Alternatively, co-activation of multiple receptor tyrosine kinases (RTKs) can reduce or diminish the dependence of tumor cells on EGFR-mediated signaling[85], thereby negating the effects of EGFR inhibition on tumor growth. Depending on the tumor type, expression and/or co-activation of some RTKs likely exists before treatment and could cause intrinsic resistance, but some receptors are specifically up-regulated and activated in response to continued EGFR inhibition and appear to directly compensate for EGFR. Up-regulation of c-Met and/or increase in production of the c-Met ligand, hepatocyte growth factor (HGF), occurs in 20% of NSCLCs and is responsible for maintaining oncogenic signaling despite EGFR inhibition by driving ERBB3-dependent PI3K/AKT activation[72]–[74]. In head and neck squamous cell carcinoma, acquired resistance to cetuximab was caused by dys-regulation of EGFR internalization and degradation, resulting in increased EGFR stability, as well as binding to and activation of HER2 [81]. In addition to these well-studied mechanisms of resistance, there are additional mechanisms that are in the early phase of investigation, such as the up-regulation of novel resistance genes responsible for escape from dependence on ΔEGFR in GBM[70].

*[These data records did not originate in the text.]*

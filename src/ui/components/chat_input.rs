//! Message input with attachments.
//!
//! Enter sends; Shift+Enter (or Alt+Enter, for terminals that drop Shift)
//! starts a new line. `Ctrl+F` treats the typed text as file paths and
//! attaches the png/jpeg/jpg/pdf ones; `Alt+1`..`Alt+9` remove an attachment.
//! While disabled only the theme toggle (`Ctrl+T`) gets through.

use crate::chat::attachment::{parse_paths, Attachment};
use crate::constants::{INPUT_HEIGHT, INPUT_MAX_VISIBLE_LINES, INPUT_TITLE};
use crate::ui::components::common::create_input_paragraph;
use crate::ui::core::{Action, Component};
use crate::ui::theme::Theme;
use crossterm::event::{KeyCode, KeyEvent, KeyModifiers};
use ratatui::{
    layout::{Constraint, Layout, Rect},
    style::{Modifier, Style},
    text::{Line, Span},
    widgets::Paragraph,
    Frame,
};
use std::path::PathBuf;

pub struct ChatInput {
    buffer: String,
    placeholder: String,
    /// 0 means unlimited
    max_length: usize,
    enabled: bool,
    attachments: Vec<Attachment>,
}

impl ChatInput {
    pub fn new(placeholder: impl Into<String>, max_length: usize) -> Self {
        Self {
            buffer: String::new(),
            placeholder: placeholder.into(),
            max_length,
            enabled: true,
            attachments: Vec::new(),
        }
    }

    pub fn value(&self) -> &str {
        &self.buffer
    }

    /// Replace the text, cut to the maximum length
    pub fn set_value(&mut self, text: &str) {
        self.buffer = match self.max_length {
            0 => text.to_string(),
            max => text.chars().take(max).collect(),
        };
    }

    pub fn is_enabled(&self) -> bool {
        self.enabled
    }

    /// Disabled while a response is loading
    pub fn set_enabled(&mut self, enabled: bool) {
        self.enabled = enabled;
    }

    pub fn clear(&mut self) {
        self.buffer.clear();
    }

    pub fn attachments(&self) -> &[Attachment] {
        &self.attachments
    }

    /// Attach the accepted files among `paths`.
    ///
    /// Returns `Action::FilesAttached` with the accepted paths, or
    /// `Action::None` when none of them is an accepted type.
    pub fn attach_paths(&mut self, paths: Vec<PathBuf>) -> Action {
        let total = paths.len();
        let accepted: Vec<Attachment> = paths.into_iter().filter_map(Attachment::from_path).collect();
        if accepted.len() < total {
            log::warn!("ChatInput: skipped {} unsupported file(s)", total - accepted.len());
        }
        if accepted.is_empty() {
            return Action::None;
        }

        let attached: Vec<PathBuf> = accepted.iter().map(|a| a.path.clone()).collect();
        self.attachments.extend(accepted);
        log::info!("ChatInput: attached {} file(s)", attached.len());
        Action::FilesAttached(attached)
    }

    /// Remove the attachment at `index`
    pub fn remove_attachment(&mut self, index: usize) -> Action {
        if index >= self.attachments.len() {
            return Action::None;
        }
        let removed = self.attachments.remove(index);
        Action::AttachmentRemoved(removed.path)
    }

    /// Rows needed to draw the input, attachment line included
    pub fn height(&self) -> u16 {
        let lines = u16::try_from(self.buffer.split('\n').count()).unwrap_or(u16::MAX);
        let text_rows = lines.clamp(1, INPUT_MAX_VISIBLE_LINES);
        let attachment_row = u16::from(!self.attachments.is_empty());
        INPUT_HEIGHT - 1 + text_rows + attachment_row
    }

    fn insert(&mut self, c: char) {
        if self.max_length > 0 && self.buffer.chars().count() >= self.max_length {
            return;
        }
        self.buffer.push(c);
    }

    fn send(&mut self) -> Action {
        if !self.enabled || self.buffer.trim().is_empty() {
            return Action::None;
        }
        Action::SendMessage(std::mem::take(&mut self.buffer))
    }

    fn attach_from_buffer(&mut self) -> Action {
        let action = self.attach_paths(parse_paths(&self.buffer));
        if !action.is_none() {
            self.buffer.clear();
        }
        action
    }

    fn attachment_line(&self, theme: &Theme) -> Line<'_> {
        let mut spans = vec![Span::styled("📎 ", Style::default().fg(theme.accent))];
        for (index, attachment) in self.attachments.iter().enumerate() {
            spans.push(Span::styled(format!("[{}] ", index + 1), Style::default().fg(theme.accent)));
            spans.push(Span::styled(attachment.name(), Style::default().fg(theme.text)));
            spans.push(Span::styled(
                format!(" ({})  ", attachment.kind.label()),
                Style::default().fg(theme.dim),
            ));
        }
        spans.push(Span::styled(
            "Alt+n removes",
            Style::default().fg(theme.dim).add_modifier(Modifier::ITALIC),
        ));
        Line::from(spans)
    }
}

impl Component for ChatInput {
    fn handle_key_events(&mut self, key: KeyEvent) -> Action {
        let ctrl = key.modifiers.contains(KeyModifiers::CONTROL);
        if ctrl && key.code == KeyCode::Char('t') {
            return Action::ToggleTheme;
        }
        if !self.enabled {
            return Action::None;
        }

        if ctrl {
            return match key.code {
                KeyCode::Char('f') => self.attach_from_buffer(),
                _ => Action::None,
            };
        }

        let newline = key.modifiers.intersects(KeyModifiers::SHIFT | KeyModifiers::ALT);
        if key.code == KeyCode::Enter && newline {
            self.insert('\n');
            return Action::None;
        }

        if key.modifiers.contains(KeyModifiers::ALT) {
            return match key.code {
                KeyCode::Char(c @ '1'..='9') => self.remove_attachment(c as usize - '1' as usize),
                _ => Action::None,
            };
        }

        match key.code {
            KeyCode::Enter => self.send(),
            KeyCode::Backspace => {
                self.buffer.pop();
                Action::None
            }
            KeyCode::Char(c) => {
                self.insert(c);
                Action::None
            }
            _ => Action::None,
        }
    }

    fn render(&mut self, f: &mut Frame, rect: Rect, theme: &Theme) {
        let input_area = if self.attachments.is_empty() {
            rect
        } else {
            let [attachments, input] = Layout::vertical([Constraint::Length(1), Constraint::Min(0)]).areas(rect);
            f.render_widget(Paragraph::new(self.attachment_line(theme)), attachments);
            input
        };

        // Keep the last lines in view once the text outgrows the box
        let visible = input_area.height.saturating_sub(2);
        let lines = u16::try_from(self.buffer.split('\n').count()).unwrap_or(u16::MAX);
        let paragraph = create_input_paragraph(&self.buffer, &self.placeholder, INPUT_TITLE, self.enabled, theme)
            .scroll((lines.saturating_sub(visible), 0));
        f.render_widget(paragraph, input_area);
    }
}

#[cfg(test)]
mod tests {
    use super::*;

    fn type_str(input: &mut ChatInput, text: &str) {
        for c in text.chars() {
            input.handle_key_events(KeyEvent::new(KeyCode::Char(c), KeyModifiers::NONE));
        }
    }

    fn enter(input: &mut ChatInput) -> Action {
        input.handle_key_events(KeyEvent::new(KeyCode::Enter, KeyModifiers::NONE))
    }

    #[test]
    fn test_send_clears_buffer() {
        let mut input = ChatInput::new("Type...", 0);
        type_str(&mut input, " hello ");
        assert_eq!(enter(&mut input), Action::SendMessage(" hello ".into()));
        assert_eq!(input.value(), "");
    }

    #[test]
    fn test_blank_does_not_send() {
        let mut input = ChatInput::new("Type...", 0);
        type_str(&mut input, "   ");
        assert_eq!(enter(&mut input), Action::None);
        assert_eq!(input.value(), "   ");
    }

    #[test]
    fn test_disabled_input_ignores_keys() {
        let mut input = ChatInput::new("Type...", 0);
        type_str(&mut input, "hi");
        input.set_enabled(false);

        type_str(&mut input, "there");
        input.handle_key_events(KeyEvent::new(KeyCode::Backspace, KeyModifiers::NONE));
        assert_eq!(enter(&mut input), Action::None);
        assert_eq!(input.value(), "hi");

        let toggle = input.handle_key_events(KeyEvent::new(KeyCode::Char('t'), KeyModifiers::CONTROL));
        assert_eq!(toggle, Action::ToggleTheme);

        input.set_enabled(true);
        assert_eq!(enter(&mut input), Action::SendMessage("hi".into()));
    }

    #[test]
    fn test_max_length_and_backspace() {
        let mut input = ChatInput::new("Type...", 3);
        type_str(&mut input, "abcdef");
        assert_eq!(input.value(), "abc");
        input.handle_key_events(KeyEvent::new(KeyCode::Backspace, KeyModifiers::NONE));
        assert_eq!(input.value(), "ab");

        input.set_value("xyzw");
        assert_eq!(input.value(), "xyz");
    }

    #[test]
    fn test_ctrl_t_toggles_theme() {
        let mut input = ChatInput::new("Type...", 0);
        let action = input.handle_key_events(KeyEvent::new(KeyCode::Char('t'), KeyModifiers::CONTROL));
        assert_eq!(action, Action::ToggleTheme);
        assert_eq!(input.value(), "");
    }

    #[test]
    fn test_shift_or_alt_enter_inserts_newline() {
        let mut input = ChatInput::new("Type...", 0);
        type_str(&mut input, "one");
        input.handle_key_events(KeyEvent::new(KeyCode::Enter, KeyModifiers::SHIFT));
        type_str(&mut input, "two");
        input.handle_key_events(KeyEvent::new(KeyCode::Enter, KeyModifiers::ALT));
        type_str(&mut input, "three");
        assert_eq!(input.height(), 5);

        assert_eq!(enter(&mut input), Action::SendMessage("one\ntwo\nthree".into()));
        assert_eq!(input.height(), INPUT_HEIGHT);
    }

    #[test]
    fn test_ctrl_f_attaches_accepted_files() {
        let mut input = ChatInput::new("Type...", 0);
        type_str(&mut input, "shot.png notes.txt 'scan.PDF'");
        let action = input.handle_key_events(KeyEvent::new(KeyCode::Char('f'), KeyModifiers::CONTROL));

        assert_eq!(
            action,
            Action::FilesAttached(vec![PathBuf::from("shot.png"), PathBuf::from("scan.PDF")])
        );
        assert_eq!(input.attachments().len(), 2);
        assert_eq!(input.value(), "");
        assert_eq!(input.height(), INPUT_HEIGHT + 1);
    }

    #[test]
    fn test_unsupported_files_keep_the_text() {
        let mut input = ChatInput::new("Type...", 0);
        type_str(&mut input, "movie.mp4");
        let action = input.handle_key_events(KeyEvent::new(KeyCode::Char('f'), KeyModifiers::CONTROL));
        assert_eq!(action, Action::None);
        assert!(input.attachments().is_empty());
        assert_eq!(input.value(), "movie.mp4");
    }

    #[test]
    fn test_alt_digit_removes_attachment() {
        let mut input = ChatInput::new("Type...", 0);
        input.attach_paths(vec!["a.png".into(), "b.jpg".into(), "c.pdf".into()]);

        let action = input.handle_key_events(KeyEvent::new(KeyCode::Char('2'), KeyModifiers::ALT));
        assert_eq!(action, Action::AttachmentRemoved(PathBuf::from("b.jpg")));
        let names: Vec<String> = input.attachments().iter().map(Attachment::name).collect();
        assert_eq!(names, vec!["a.png", "c.pdf"]);

        assert_eq!(
            input.handle_key_events(KeyEvent::new(KeyCode::Char('9'), KeyModifiers::ALT)),
            Action::None
        );
    }
}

Perspectives on resistance

Similar to the EGFR-activating genetic alterations, some of the specific mechanisms that cause resistance to EGFR inhibition appear to be dictated by tumor type. The most striking example of this is evident in NSCLC and GBM. The gatekeeper mutation T790M is perhaps the most common mechanism of resistance in NSCLC, but is rarely, if ever, found in GBM, despite that GBM is often refractory to TKI treatment. Intriguingly, erlotinib-treated NSCLC that metastasized to the liver and the central nervous system (CNS) acquired the T790M mutation in the primary tumor and liver metastases, conferring drug resistance to these tumors, whereas the CNS tumors that did not acquire this mutation remained sensitive to erlotinib[96]. In addition, somatic mutations in K-Ras are very rare in GBM but occur at a high frequency in NSCLC. This pattern may indicate a situation in which tumors are dependent on EGFR in both settings, but perhaps in unique and different ways that are dictated by the specific tumor type, genetic context, and/or microenvironment in which they must adapt. Due to the extremely high level of heterogeneity in GBM tumors, for example, there may be a population of cells within the tumor that is EGFR-independent and responsible for resistance in the event of receptor inhibition. Other solid tumors that possess greater homogeneity in their molecular profile and dependence on EGFR may respond more favorably up-front to EGFR inhibition, but later acquire resistance through secondary mutations such as T790M. Further elucidation of these mechanisms and other aspects of EGFR biology combined with efforts in genome sequencing may uncover novel mutations/alterations in EGFR that are predictive of response in tumors with specific origins or genetic backgrounds.

Conclusion

Targeted EGFR therapy has progressed from the identification of the receptor as a driving factor in oncogenesis to the widespread clinical use of EGFR inhibitors. It is now clear that the complex signaling network that EGFR regulates and the distinct differences in this network in specific tumor types must be considered when predicting which patients are most likely to respond to tailored therapies. These differences dictate how tumors respond to EGFR-targeted therapies, as well as how they become resistant. The future success of drugs and other approaches targeting this receptor lies in our ability to identify biologically vulnerable tumors based on their specific genetic alterations. A greater understanding and appreciation of all of these factors will allow for more rational design of novel therapies and new combinations of existing targeted therapies directed against this receptor.